Former WA premier Colin Barnett says Labor set to hold power for decade, calls for trans-continental gas pipeline

Former WA Premier discusses the energy crisis in Australia.

A former Liberal premier says Anthony Albanese's election as Prime Minister likely heralds a "decade of Labor" in power, saying his old party is in a "desperate situation" at a federal and state level.

Colin Barnett, WA premier between 2008 and 2017, said the Liberal Party needed to modernise itself by recruiting a new generation of future leaders.

Mr Barnett made the comments in an interview with the ABC in which he called for the construction of a cross-continental gas pipeline and for the eastern states to adopt a domestic gas reservation policy which had helped WA avoid crippling prices that were threatening industry and the manufacturing sector.

"The Liberal Party is in a desperate situation," Mr Barnett told Afternoon Briefing.

"And I think Australia's is looking at a scenario of probably a decade of Labor, and in Western Australia the same, so this is a bad time for the Liberal Party.

The Liberal Party lost five of its 10 WA seats in the May 21 federal election after suffering a 10.4 per cent swing to Labor, which picked up four extra seats: Hasluck, Pearce, Swan and Tangney.

The blue-ribbon seat of Curtin was lost to teal independent Kate Cheney.

In the March 2021 state election, the Liberal Party was reduced to just two out of 59 seats in the legislative assembly, in an extraordinary 17.7 per cent landslide swing to Mark McGowan's Labor government.

'The gas belongs to Australia'

In WA, both the Labor and Liberal parties support a policy of gas reservation under which 15 per cent of gas produced must be set aside for the domestic market.

No other state or territory has such a policy.

This has meant that while wholesale gas is between $5.50 and $6.50 a gigajoule in WA, it is $40 a gigajoule in the eastern states after the regulator slapped producers with a price cap.

About 90 per cent of Australia's gas reserves are off WA's north-western coast, with most of the big gas fields in Commonwealth waters.
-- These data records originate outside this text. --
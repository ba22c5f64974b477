//! The CRUD contract shared by every entity service, plus the handler-side
//! helpers that turn its `Option`/`bool` answers into HTTP errors.

use anyhow::anyhow;
use async_trait::async_trait;
use kaayjang_core::{AppError, PaginatedResponse, PaginationParams, ServiceResult};

/// Paginated CRUD over one table.
///
/// Implementors hold their own pool handle. Business rules (uniqueness,
/// parent references) live inside `insert` and `update_partial` and surface
/// as [`ServiceError::Conflict`](kaayjang_core::ServiceError::Conflict) or
/// [`ServiceError::InvalidReference`](kaayjang_core::ServiceError::InvalidReference).
#[async_trait]
pub trait Repository: Send + Sync {
    type Id: Send + Sync;
    type Entity: Send;
    type CreateDto: Send;
    type UpdateDto: Send;

    /// Human-readable name used in "<Resource> not found".
    const RESOURCE: &'static str;

    /// One page ordered newest first.
    async fn list_page(
        &self,
        params: &PaginationParams,
    ) -> ServiceResult<PaginatedResponse<Self::Entity>>;

    async fn get_by_id(&self, id: &Self::Id) -> ServiceResult<Option<Self::Entity>>;

    async fn insert(&self, dto: Self::CreateDto) -> ServiceResult<Self::Entity>;

    /// Applies the fields present in `dto`; absent fields keep their value.
    async fn update_partial(
        &self,
        id: &Self::Id,
        dto: Self::UpdateDto,
    ) -> ServiceResult<Self::Entity>;

    /// Deletes the row and returns its last state.
    async fn remove(&self, id: &Self::Id) -> ServiceResult<Self::Entity>;

    async fn exists_by_id(&self, id: &Self::Id) -> ServiceResult<bool>;
}

/// Rejects blank path identifiers with `422 Invalid id`.
pub fn parse_id<I: From<String>>(raw: String) -> Result<I, AppError> {
    let trimmed = raw.trim();
    if trimmed.is_empty() {
        return Err(AppError::unprocessable(anyhow!("Invalid id")));
    }
    Ok(I::from(trimmed.to_string()))
}

pub fn not_found(resource: &str) -> AppError {
    AppError::not_found(anyhow!("{} not found", resource))
}

/// `get_by_id`, with absence turned into a 404.
pub async fn find_or_404<R: Repository>(repo: &R, id: &R::Id) -> Result<R::Entity, AppError> {
    repo.get_by_id(id)
        .await?
        .ok_or_else(|| not_found(R::RESOURCE))
}

/// Fails with a 404 unless the row exists. Runs before any mutation.
pub async fn ensure_exists<R: Repository>(repo: &R, id: &R::Id) -> Result<(), AppError> {
    if repo.exists_by_id(id).await? {
        Ok(())
    } else {
        Err(not_found(R::RESOURCE))
    }
}

/// Escapes `%`, `_` and `\` so a user term matches literally inside `ILIKE`.
pub fn like_pattern(term: &str) -> String {
    let mut escaped = String::with_capacity(term.len() + 2);
    escaped.push('%');
    for c in term.chars() {
        if matches!(c, '%' | '_' | '\\') {
            escaped.push('\\');
        }
        escaped.push(c);
    }
    escaped.push('%');
    escaped
}

#[cfg(test)]
mod tests {
    use super::*;
    use axum::http::StatusCode;
    use kaayjang_models::LevelId;

    #[test]
    fn test_parse_id_rejects_blank() {
        let err = parse_id::<LevelId>("   ".to_string()).unwrap_err();
        assert_eq!(err.status, StatusCode::UNPROCESSABLE_ENTITY);
        assert_eq!(err.public_message(), "Invalid id");
    }

    #[test]
    fn test_parse_id_trims() {
        let id: LevelId = parse_id(" abc ".to_string()).unwrap();
        assert_eq!(id.as_str(), "abc");
    }

    #[test]
    fn test_not_found_message() {
        let err = not_found("Class");
        assert_eq!(err.status, StatusCode::NOT_FOUND);
        assert_eq!(err.public_message(), "Class not found");
    }

    #[test]
    fn test_like_pattern_escapes_wildcards() {
        assert_eq!(like_pattern("diop"), "%diop%");
        assert_eq!(like_pattern("50%_off"), "%50\\%\\_off%");
        assert_eq!(like_pattern("a\\b"), "%a\\\\b%");
    }
}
"So Western Australia has a long-term reliable supply of gas because of the existence of the gas here, and also because of the reservation policy," Mr Barnett said.

But the former premier said the gas market had operated ineptly in the rest of Australia.

"Put simply, the gas belongs to Australia," Mr Barnett said.

"The policy about giving gas and energy security to the major cities of Australia, south-east Australia, really have been very inept for the last 15 years. There hasn't been long-term planning.

"At the moment, gas prices are high because there's a shortage of gas in Australia, but one medium to long-term solution is simply to increase the supply of gas, and I would suggest use gas from the west coast and also develop some gas resources on the east coast.

"It needs a long-term solution. But for the next few years, there'll have to be some short-term measures taken and that might be restricting or reserving some of that gas for the domestic market.

"The companies aren't going to like that because their profit, their big earnings, come from exports. About four times the amount of gas used in Australia is exported as LNG."

Mr Barnett says a gas pipeline between WA and South Australia's Moomba gas fields would bolster domestic supply. (ABC News: Brant Cumming)

Mr Barnett said Australia should commission a gas pipeline between WA and South Australia's Moomba gas fields to bolster domestic supply.

"We need to do what other countries around the world have done and that is build a trans-Australian gas pipeline," he told the ABC.

"It would be a big project and expensive project, but it is one that would pay for itself and could be done quite easily by private enterprise. Most continents around the world have trans-continental pipelines  the Americas, Europe and so on."

 Mr Barnett said Prime Minister Albanese could embrace it as a "big nation-building project". (ABC News: Herlyn Kaur)

He estimated such a pipeline would cost about $6 billion but said Mr Albanese could embrace it as a "big nation-building project" funded by Australian superannuation funds.

"There are no mountain ranges in the way, no real barriers, and a pipeline would go from the north-west coast of Western Australia, across the Nullarbor and into the Moomba gas field area in South Australia and then distributed more widely through the east coast through existing pipelines."

He said that in his time as premier, a 1,500km, 132-inch pipeline between the Pilbara to Kalgoorlie was built in 10 months.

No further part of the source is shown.